SUPPLIED INFORMATION:
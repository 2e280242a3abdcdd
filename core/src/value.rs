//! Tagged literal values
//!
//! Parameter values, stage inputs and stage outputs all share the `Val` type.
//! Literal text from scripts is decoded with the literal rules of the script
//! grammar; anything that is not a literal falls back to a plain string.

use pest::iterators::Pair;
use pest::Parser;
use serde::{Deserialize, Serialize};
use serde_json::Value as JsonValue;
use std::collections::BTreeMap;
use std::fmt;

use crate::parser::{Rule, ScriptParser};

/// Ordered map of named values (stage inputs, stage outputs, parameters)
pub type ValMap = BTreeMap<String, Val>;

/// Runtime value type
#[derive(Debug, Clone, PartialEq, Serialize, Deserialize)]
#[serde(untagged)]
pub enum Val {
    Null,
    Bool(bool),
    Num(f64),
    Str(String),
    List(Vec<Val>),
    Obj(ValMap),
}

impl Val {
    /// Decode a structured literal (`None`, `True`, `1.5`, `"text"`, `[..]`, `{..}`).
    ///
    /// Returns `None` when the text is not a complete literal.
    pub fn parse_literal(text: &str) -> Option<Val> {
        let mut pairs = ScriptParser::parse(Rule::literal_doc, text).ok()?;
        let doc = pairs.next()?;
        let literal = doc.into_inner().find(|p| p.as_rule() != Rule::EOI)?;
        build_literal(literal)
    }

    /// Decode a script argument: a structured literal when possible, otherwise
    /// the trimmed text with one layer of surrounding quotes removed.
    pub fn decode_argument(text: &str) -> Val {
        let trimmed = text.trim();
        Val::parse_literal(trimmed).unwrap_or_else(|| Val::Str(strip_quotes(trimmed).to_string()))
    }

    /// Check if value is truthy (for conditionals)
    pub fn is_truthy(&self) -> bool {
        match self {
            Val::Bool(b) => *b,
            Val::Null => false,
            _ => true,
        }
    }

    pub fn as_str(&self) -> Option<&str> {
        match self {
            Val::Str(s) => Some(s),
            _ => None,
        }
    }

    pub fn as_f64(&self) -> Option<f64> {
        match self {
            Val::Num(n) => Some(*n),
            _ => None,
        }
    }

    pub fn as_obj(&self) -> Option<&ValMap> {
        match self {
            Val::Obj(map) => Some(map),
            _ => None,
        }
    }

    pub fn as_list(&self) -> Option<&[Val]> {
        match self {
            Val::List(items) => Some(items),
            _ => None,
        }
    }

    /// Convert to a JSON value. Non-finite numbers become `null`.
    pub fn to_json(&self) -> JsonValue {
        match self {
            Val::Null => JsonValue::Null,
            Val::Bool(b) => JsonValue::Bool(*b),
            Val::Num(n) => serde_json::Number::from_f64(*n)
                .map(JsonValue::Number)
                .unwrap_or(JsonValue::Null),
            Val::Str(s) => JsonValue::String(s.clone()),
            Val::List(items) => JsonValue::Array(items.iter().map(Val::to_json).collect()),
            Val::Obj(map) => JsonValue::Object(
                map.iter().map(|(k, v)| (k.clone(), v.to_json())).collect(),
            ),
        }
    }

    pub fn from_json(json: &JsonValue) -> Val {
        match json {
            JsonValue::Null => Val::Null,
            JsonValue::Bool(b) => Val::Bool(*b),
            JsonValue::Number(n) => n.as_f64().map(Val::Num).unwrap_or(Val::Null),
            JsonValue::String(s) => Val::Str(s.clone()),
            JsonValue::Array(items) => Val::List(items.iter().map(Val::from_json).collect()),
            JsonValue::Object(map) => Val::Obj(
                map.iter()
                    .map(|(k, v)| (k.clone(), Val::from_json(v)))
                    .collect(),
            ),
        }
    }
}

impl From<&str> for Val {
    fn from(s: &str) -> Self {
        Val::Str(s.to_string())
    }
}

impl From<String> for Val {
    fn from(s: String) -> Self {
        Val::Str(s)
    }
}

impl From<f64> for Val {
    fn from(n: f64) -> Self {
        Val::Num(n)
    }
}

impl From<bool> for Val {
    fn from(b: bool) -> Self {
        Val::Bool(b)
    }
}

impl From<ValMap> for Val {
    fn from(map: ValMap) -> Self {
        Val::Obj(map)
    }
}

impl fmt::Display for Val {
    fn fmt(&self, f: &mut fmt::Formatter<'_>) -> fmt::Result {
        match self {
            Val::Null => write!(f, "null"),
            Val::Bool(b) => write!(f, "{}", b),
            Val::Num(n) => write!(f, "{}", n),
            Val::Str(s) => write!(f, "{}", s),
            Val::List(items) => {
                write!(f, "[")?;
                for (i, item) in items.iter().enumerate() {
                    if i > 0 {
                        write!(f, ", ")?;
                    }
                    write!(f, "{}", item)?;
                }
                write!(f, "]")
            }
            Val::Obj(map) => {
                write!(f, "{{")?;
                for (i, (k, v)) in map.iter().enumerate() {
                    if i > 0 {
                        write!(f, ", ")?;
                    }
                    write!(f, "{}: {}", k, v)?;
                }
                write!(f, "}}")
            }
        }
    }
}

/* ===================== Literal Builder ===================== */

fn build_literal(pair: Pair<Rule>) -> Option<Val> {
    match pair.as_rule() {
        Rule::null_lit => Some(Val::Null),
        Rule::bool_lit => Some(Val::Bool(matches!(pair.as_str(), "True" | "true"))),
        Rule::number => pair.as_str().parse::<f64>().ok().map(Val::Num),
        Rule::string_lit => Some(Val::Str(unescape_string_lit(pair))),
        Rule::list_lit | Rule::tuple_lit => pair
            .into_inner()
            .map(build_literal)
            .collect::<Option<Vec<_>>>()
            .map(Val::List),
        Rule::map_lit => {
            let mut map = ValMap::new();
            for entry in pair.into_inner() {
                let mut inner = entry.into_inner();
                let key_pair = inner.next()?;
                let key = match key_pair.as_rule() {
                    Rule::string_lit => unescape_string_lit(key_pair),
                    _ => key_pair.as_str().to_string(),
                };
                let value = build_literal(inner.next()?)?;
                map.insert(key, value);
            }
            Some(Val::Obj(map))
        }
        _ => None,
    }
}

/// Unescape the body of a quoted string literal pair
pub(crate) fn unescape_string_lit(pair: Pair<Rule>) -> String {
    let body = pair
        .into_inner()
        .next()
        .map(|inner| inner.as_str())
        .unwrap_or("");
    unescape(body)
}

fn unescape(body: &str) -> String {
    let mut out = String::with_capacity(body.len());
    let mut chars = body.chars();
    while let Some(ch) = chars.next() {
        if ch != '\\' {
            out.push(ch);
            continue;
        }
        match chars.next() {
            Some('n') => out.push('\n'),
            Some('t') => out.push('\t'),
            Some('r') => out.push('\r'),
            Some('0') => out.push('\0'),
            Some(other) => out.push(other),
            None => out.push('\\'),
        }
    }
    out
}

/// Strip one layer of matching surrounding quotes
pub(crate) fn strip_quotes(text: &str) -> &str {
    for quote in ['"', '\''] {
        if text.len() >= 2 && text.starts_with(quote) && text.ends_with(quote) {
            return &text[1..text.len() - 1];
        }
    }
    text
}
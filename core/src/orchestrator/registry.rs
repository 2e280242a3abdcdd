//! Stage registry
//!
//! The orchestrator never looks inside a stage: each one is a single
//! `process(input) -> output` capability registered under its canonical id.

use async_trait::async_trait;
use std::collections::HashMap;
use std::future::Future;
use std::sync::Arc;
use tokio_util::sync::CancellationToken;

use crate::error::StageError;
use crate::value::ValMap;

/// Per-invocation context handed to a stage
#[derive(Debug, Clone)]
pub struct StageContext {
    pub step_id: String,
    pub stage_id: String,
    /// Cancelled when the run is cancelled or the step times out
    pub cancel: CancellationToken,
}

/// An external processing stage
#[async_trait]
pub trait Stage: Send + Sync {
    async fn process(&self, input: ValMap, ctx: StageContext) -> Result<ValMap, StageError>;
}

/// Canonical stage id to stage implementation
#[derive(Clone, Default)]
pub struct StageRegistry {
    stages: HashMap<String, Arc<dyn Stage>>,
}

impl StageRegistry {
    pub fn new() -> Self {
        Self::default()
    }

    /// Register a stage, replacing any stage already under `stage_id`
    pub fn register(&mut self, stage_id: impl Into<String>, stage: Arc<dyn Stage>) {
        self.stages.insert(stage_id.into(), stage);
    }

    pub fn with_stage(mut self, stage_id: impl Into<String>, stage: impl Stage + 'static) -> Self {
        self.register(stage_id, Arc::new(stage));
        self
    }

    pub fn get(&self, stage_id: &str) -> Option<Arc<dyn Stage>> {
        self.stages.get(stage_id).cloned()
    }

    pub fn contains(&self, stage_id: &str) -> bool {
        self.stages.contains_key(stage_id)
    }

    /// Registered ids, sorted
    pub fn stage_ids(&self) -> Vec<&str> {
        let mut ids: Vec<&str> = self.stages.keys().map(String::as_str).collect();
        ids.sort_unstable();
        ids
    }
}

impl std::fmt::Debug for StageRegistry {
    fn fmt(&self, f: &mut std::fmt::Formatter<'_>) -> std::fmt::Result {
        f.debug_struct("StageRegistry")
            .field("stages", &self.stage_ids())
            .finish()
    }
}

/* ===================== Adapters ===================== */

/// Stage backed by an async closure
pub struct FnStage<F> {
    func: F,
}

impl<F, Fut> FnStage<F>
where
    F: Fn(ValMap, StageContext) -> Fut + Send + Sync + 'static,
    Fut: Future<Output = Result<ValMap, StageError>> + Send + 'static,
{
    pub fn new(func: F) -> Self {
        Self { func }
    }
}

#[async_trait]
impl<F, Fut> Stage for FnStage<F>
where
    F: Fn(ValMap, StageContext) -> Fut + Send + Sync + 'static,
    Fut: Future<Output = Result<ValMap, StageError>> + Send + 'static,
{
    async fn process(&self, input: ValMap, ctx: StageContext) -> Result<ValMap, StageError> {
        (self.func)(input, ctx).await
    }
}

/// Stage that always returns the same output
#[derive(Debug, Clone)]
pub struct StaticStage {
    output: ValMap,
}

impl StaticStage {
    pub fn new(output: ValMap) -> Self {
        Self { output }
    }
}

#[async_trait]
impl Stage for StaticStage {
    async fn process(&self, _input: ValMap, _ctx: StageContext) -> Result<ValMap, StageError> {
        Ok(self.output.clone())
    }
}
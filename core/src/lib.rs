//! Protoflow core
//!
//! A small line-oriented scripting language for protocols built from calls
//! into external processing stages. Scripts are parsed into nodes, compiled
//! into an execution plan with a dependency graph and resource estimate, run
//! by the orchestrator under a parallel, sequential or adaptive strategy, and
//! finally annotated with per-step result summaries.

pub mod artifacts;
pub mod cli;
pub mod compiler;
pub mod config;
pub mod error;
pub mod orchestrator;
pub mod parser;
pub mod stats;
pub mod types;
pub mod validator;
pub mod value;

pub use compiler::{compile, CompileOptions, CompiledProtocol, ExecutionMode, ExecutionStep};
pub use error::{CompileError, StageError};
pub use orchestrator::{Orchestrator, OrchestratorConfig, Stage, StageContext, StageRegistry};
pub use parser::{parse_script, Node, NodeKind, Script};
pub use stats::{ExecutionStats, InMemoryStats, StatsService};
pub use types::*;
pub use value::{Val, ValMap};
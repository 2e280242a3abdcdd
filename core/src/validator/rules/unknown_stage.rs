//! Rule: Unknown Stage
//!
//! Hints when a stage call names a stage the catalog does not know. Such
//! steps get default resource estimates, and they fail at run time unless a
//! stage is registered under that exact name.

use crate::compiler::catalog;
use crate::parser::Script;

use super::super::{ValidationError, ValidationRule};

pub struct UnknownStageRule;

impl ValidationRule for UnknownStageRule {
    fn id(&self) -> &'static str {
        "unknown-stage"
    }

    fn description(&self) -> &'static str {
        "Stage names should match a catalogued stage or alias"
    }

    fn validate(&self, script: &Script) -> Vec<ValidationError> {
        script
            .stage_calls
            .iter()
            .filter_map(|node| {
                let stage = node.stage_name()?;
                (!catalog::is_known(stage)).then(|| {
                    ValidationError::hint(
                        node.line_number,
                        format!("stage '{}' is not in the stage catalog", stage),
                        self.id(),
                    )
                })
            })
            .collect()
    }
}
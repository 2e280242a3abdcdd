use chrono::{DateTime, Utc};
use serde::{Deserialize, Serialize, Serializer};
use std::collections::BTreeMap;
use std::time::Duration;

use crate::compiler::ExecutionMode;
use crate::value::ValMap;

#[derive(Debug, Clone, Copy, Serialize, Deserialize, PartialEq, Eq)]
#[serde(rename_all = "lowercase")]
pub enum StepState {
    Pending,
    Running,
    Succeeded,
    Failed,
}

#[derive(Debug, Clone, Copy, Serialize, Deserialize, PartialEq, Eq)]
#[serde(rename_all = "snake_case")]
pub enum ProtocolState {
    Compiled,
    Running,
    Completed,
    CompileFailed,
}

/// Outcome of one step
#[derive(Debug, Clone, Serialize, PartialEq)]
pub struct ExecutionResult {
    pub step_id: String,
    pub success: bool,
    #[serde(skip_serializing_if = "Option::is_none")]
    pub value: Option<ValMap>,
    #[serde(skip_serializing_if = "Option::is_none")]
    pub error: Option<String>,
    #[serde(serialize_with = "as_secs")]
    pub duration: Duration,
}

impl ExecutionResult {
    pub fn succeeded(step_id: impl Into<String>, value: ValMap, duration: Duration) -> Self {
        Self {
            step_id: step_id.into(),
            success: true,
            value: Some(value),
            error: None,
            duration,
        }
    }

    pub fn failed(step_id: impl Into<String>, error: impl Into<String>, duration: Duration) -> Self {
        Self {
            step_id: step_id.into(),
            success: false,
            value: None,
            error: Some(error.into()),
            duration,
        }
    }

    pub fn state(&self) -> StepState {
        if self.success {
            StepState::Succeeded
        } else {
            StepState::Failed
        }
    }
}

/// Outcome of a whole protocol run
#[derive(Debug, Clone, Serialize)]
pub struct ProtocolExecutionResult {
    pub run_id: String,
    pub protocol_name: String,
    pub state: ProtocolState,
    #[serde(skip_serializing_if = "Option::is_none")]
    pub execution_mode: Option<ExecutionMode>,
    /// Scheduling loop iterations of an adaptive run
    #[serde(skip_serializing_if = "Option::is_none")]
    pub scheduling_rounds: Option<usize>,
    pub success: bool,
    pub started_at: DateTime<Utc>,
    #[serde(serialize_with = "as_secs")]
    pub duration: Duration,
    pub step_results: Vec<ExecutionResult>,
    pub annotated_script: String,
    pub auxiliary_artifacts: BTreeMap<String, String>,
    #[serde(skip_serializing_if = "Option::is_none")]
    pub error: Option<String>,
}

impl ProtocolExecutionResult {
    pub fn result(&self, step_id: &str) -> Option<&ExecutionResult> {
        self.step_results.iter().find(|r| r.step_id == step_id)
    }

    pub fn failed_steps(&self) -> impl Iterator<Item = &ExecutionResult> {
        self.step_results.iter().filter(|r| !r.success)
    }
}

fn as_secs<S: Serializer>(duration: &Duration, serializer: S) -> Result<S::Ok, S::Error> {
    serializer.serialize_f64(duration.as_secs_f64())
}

WHAT THIS TASK INVOLVES:
Pick each line holding "adaptive" out of the entries above and return it.

RESPONSE BOX:
//! by the orchestrator under a parallel, sequential or adaptive strategy, and
    /// Scheduling loop iterations of an adaptive run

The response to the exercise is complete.